A manifesto, by definition, is not usually easy reading, which is why Steve DeAngelo has combined his eight-point program with scientific and historical details, interspersed with stories about his life.

DeAngelo, outspoken executive director of Harborside Health Centers in Oakland and San Jose, calls this collection “The Cannabis Manifesto: A New Paradigm for Wellness.” Many of the talking points are pillars of Harborside’s business model, starting with “Cannabis is not harmful, but prohibition is,” and ending with “Legalization cannot and will not be stopped.”

This might be a good time to go into the marijuana vs. cannabis debate, but DeAngelo avoids it by using both terms, and others, because, he says they’re all “worth sharing and preserving” to “illustrate the colorful history of the plant.”

History?  That’s right, cannabis was not invented in the 1960s, and prohibition of its use didn’t start with the War on Drugs in the 1970s. The book credits Spain’s Conquistadors with introducing the plant to the Americas. They brought it as hemp, not intending it to be ingested by humans. But local herbalist healers (curanderos) soon found it “efficacious for a wide range of ailments.”

“Prohibition has never been about the inherent properties of the plant,” DeAngelo says, “it’s always been about the people using it,” a statement he backs up with a quote from President Richard Nixon’s top aide, John Ehrlichman: “Look, we understood we couldn’t make it illegal to be young or poor or black in the United States, but we could criminalize their common pleasure.”

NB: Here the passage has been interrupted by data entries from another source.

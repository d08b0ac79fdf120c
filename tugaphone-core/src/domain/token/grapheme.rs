//! Grapheme tokens

use super::character::CharToken;
use super::features::{nest, put, FeatureMap};
use crate::domain::dialect::GraphemeKind;
use serde::Serialize;
use smallvec::SmallVec;

/// Where a grapheme sits inside its syllable
#[derive(Debug, Clone, Copy, PartialEq, Eq, Serialize)]
#[serde(rename_all = "snake_case")]
pub enum SyllablePosition {
    Onset,
    Nucleus,
    Coda,
}

impl SyllablePosition {
    pub fn as_str(self) -> &'static str {
        match self {
            SyllablePosition::Onset => "onset",
            SyllablePosition::Nucleus => "nucleus",
            SyllablePosition::Coda => "coda",
        }
    }
}

/// A minimal spelling unit of one to three characters
#[derive(Debug, Clone, PartialEq, Serialize)]
pub struct GraphemeToken {
    pub(crate) text: String,
    pub(crate) canonical: String,
    pub(crate) idx: usize,
    pub(crate) word_idx: usize,
    pub(crate) start: usize,
    pub(crate) kind: GraphemeKind,
    pub(crate) syllable_idx: usize,
    pub(crate) parent_syllable: String,
    pub(crate) prev_syllable: Option<String>,
    pub(crate) next_syllable: Option<String>,
    pub(crate) prev: Option<String>,
    pub(crate) next: Option<String>,
    pub(crate) prefix: String,
    pub(crate) suffix: String,
    pub(crate) chars: SmallVec<[CharToken; 3]>,
    pub(crate) ipa: String,

    pub(crate) position: SyllablePosition,
    pub(crate) is_archaism: bool,
    pub(crate) is_consonant_hiatus: bool,
    pub(crate) is_vocalic_hiatus: bool,
    pub(crate) is_onset_cluster: bool,
    pub(crate) triggers_palatalization: bool,
    pub(crate) requires_liaison: bool,
    pub(crate) has_primary_stress: bool,
}

impl GraphemeToken {
    /// Lowercased spelling
    pub fn text(&self) -> &str {
        &self.text
    }

    /// Spelling used for table lookups
    pub fn canonical(&self) -> &str {
        &self.canonical
    }

    /// Index in the parent word
    pub fn idx(&self) -> usize {
        self.idx
    }

    pub fn word_idx(&self) -> usize {
        self.word_idx
    }

    /// Character offset of the first character in the word
    pub fn start(&self) -> usize {
        self.start
    }

    pub fn kind(&self) -> GraphemeKind {
        self.kind
    }

    pub fn syllable_idx(&self) -> usize {
        self.syllable_idx
    }

    pub fn parent_syllable(&self) -> &str {
        &self.parent_syllable
    }

    pub fn prev_syllable(&self) -> Option<&str> {
        self.prev_syllable.as_deref()
    }

    pub fn next_syllable(&self) -> Option<&str> {
        self.next_syllable.as_deref()
    }

    pub fn prev_grapheme(&self) -> Option<&str> {
        self.prev.as_deref()
    }

    pub fn next_grapheme(&self) -> Option<&str> {
        self.next.as_deref()
    }

    pub fn prefix(&self) -> &str {
        &self.prefix
    }

    pub fn suffix(&self) -> &str {
        &self.suffix
    }

    pub fn chars(&self) -> &[CharToken] {
        &self.chars
    }

    pub fn n_chars(&self) -> usize {
        self.chars.len()
    }

    pub fn first_char(&self) -> Option<&CharToken> {
        self.chars.first()
    }

    pub fn last_char(&self) -> Option<&CharToken> {
        self.chars.last()
    }

    pub fn ipa(&self) -> &str {
        &self.ipa
    }

    pub fn syllable_position(&self) -> SyllablePosition {
        self.position
    }

    pub fn is_digraph(&self) -> bool {
        self.kind == GraphemeKind::Digraph
    }

    pub fn is_foreign_digraph(&self) -> bool {
        self.kind == GraphemeKind::ForeignDigraph
    }

    pub fn is_trigraph(&self) -> bool {
        self.kind == GraphemeKind::Trigraph
    }

    pub fn is_diphthong(&self) -> bool {
        self.kind.is_diphthong()
    }

    pub fn is_triphthong(&self) -> bool {
        self.kind == GraphemeKind::Triphthong
    }

    /// Nucleus first, glide second (pai, céu, and vocalized coda l)
    pub fn is_falling_diphthong(&self) -> bool {
        self.is_diphthong() && self.chars.first().is_some_and(|c| !c.is_semivowel)
    }

    /// Glide first, nucleus second
    pub fn is_rising_diphthong(&self) -> bool {
        self.is_diphthong() && self.chars.first().is_some_and(|c| c.is_semivowel)
    }

    pub fn is_nasal_diphthong(&self) -> bool {
        self.kind == GraphemeKind::NasalDiphthong
    }

    pub fn is_oral_diphthong(&self) -> bool {
        matches!(self.kind, GraphemeKind::OralDiphthong | GraphemeKind::CodaLateral)
    }

    pub fn is_nasal(&self) -> bool {
        self.kind.is_nasal() || self.chars.iter().any(|c| c.is_nasal_vowel)
    }

    /// Spelled with a pre-reform grapheme (ü, non-crasis grave accents, ph)
    pub fn is_archaism(&self) -> bool {
        self.is_archaism
    }

    /// Last consonant of a cluster split across syllables (c·ç, p·t)
    pub fn is_consonant_hiatus(&self) -> bool {
        self.is_consonant_hiatus
    }

    /// A nucleus followed by another nucleus in the next syllable
    pub fn is_vocalic_hiatus(&self) -> bool {
        self.is_vocalic_hiatus
    }

    /// First member of an obstruent + liquid onset (pr, bl, ...)
    pub fn is_onset_cluster(&self) -> bool {
        self.is_onset_cluster
    }

    /// Realized with a palatal consonant or glide
    pub fn is_palatal(&self) -> bool {
        self.ipa.chars().any(|c| matches!(c, 'ɲ' | 'ʎ' | 'j' | 'ʃ' | 'ʒ'))
    }

    /// A high front vowel that palatalizes a preceding t/d
    pub fn triggers_palatalization(&self) -> bool {
        self.triggers_palatalization
    }

    /// Word-final consonant that links to a following vowel-initial word
    pub fn requires_liaison(&self) -> bool {
        self.requires_liaison
    }

    /// Morae: nucleus vowels count one per segment, codas count one
    pub fn phonological_weight(&self) -> usize {
        match self.position {
            SyllablePosition::Onset => 0,
            SyllablePosition::Coda => usize::from(!self.ipa.is_empty()),
            SyllablePosition::Nucleus => match self.kind {
                GraphemeKind::Triphthong => 3,
                k if k.is_diphthong() || k.is_nasal() => 2,
                _ => 1,
            },
        }
    }

    pub fn has_primary_stress(&self) -> bool {
        self.has_primary_stress
    }

    pub fn has_secondary_stress(&self) -> bool {
        !self.has_primary_stress && self.chars.iter().any(|c| c.has_secondary_stress)
    }

    /// Flat feature export with nested `char_{i}_` entries
    pub fn features(&self) -> FeatureMap {
        let mut f = FeatureMap::new();
        put(&mut f, "n_chars", self.n_chars());
        put(&mut f, "text", self.text.as_str());
        put(&mut f, "ipa", self.ipa.as_str());
        put(&mut f, "kind", self.kind.as_str());
        put(&mut f, "parent_syllable", self.parent_syllable.as_str());
        put(&mut f, "prev_syllable", self.prev_syllable.clone());
        put(&mut f, "next_syllable", self.next_syllable.clone());
        put(&mut f, "syllable_position", self.position.as_str());
        put(&mut f, "phonological_weight", self.phonological_weight());
        put(&mut f, "is_archaism", self.is_archaism);
        put(&mut f, "is_nasal", self.is_nasal());
        put(&mut f, "is_digraph", self.is_digraph());
        put(&mut f, "is_trigraph", self.is_trigraph());
        put(&mut f, "is_foreign_digraph", self.is_foreign_digraph());
        put(&mut f, "is_consonant_hiatus", self.is_consonant_hiatus);
        put(&mut f, "is_vocalic_hiatus", self.is_vocalic_hiatus);
        put(&mut f, "is_onset_cluster", self.is_onset_cluster);
        put(&mut f, "is_palatal", self.is_palatal());
        put(&mut f, "triggers_palatalization", self.triggers_palatalization);
        put(&mut f, "requires_liaison", self.requires_liaison);
        put(&mut f, "is_diphthong", self.is_diphthong());
        put(&mut f, "is_triphthong", self.is_triphthong());
        put(&mut f, "is_falling_diphthong", self.is_falling_diphthong());
        put(&mut f, "is_rising_diphthong", self.is_rising_diphthong());
        put(&mut f, "is_nasal_diphthong", self.is_nasal_diphthong());
        put(&mut f, "is_oral_diphthong", self.is_oral_diphthong());
        put(&mut f, "has_primary_stress", self.has_primary_stress);
        put(&mut f, "has_secondary_stress", self.has_secondary_stress());

        for (i, c) in self.chars.iter().enumerate() {
            nest(&mut f, &format!("char_{i}_"), c.features());
        }
        f
    }
}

This is why one plank in DeAngelo’s Manifesto is: “Cannabis should never have been made illegal,” which leads to another one: “Choose cannabis for wellness, not intoxication.”

That chapter states that skeptics, such as “hostile journalists” – Bill O’Reilly is named – “all think medical marijuana is a fraud.” It brings to mind my own interview with DeAngelo. We were in the main lobby of Harborside Health Center, and there were lines at all of the checkouts. I noted that none of the customers/patients were using canes or wheelchairs, and nearly all were young, healthy-looking males. DeAngelo replied that not all illness is physical – PTSD, for example.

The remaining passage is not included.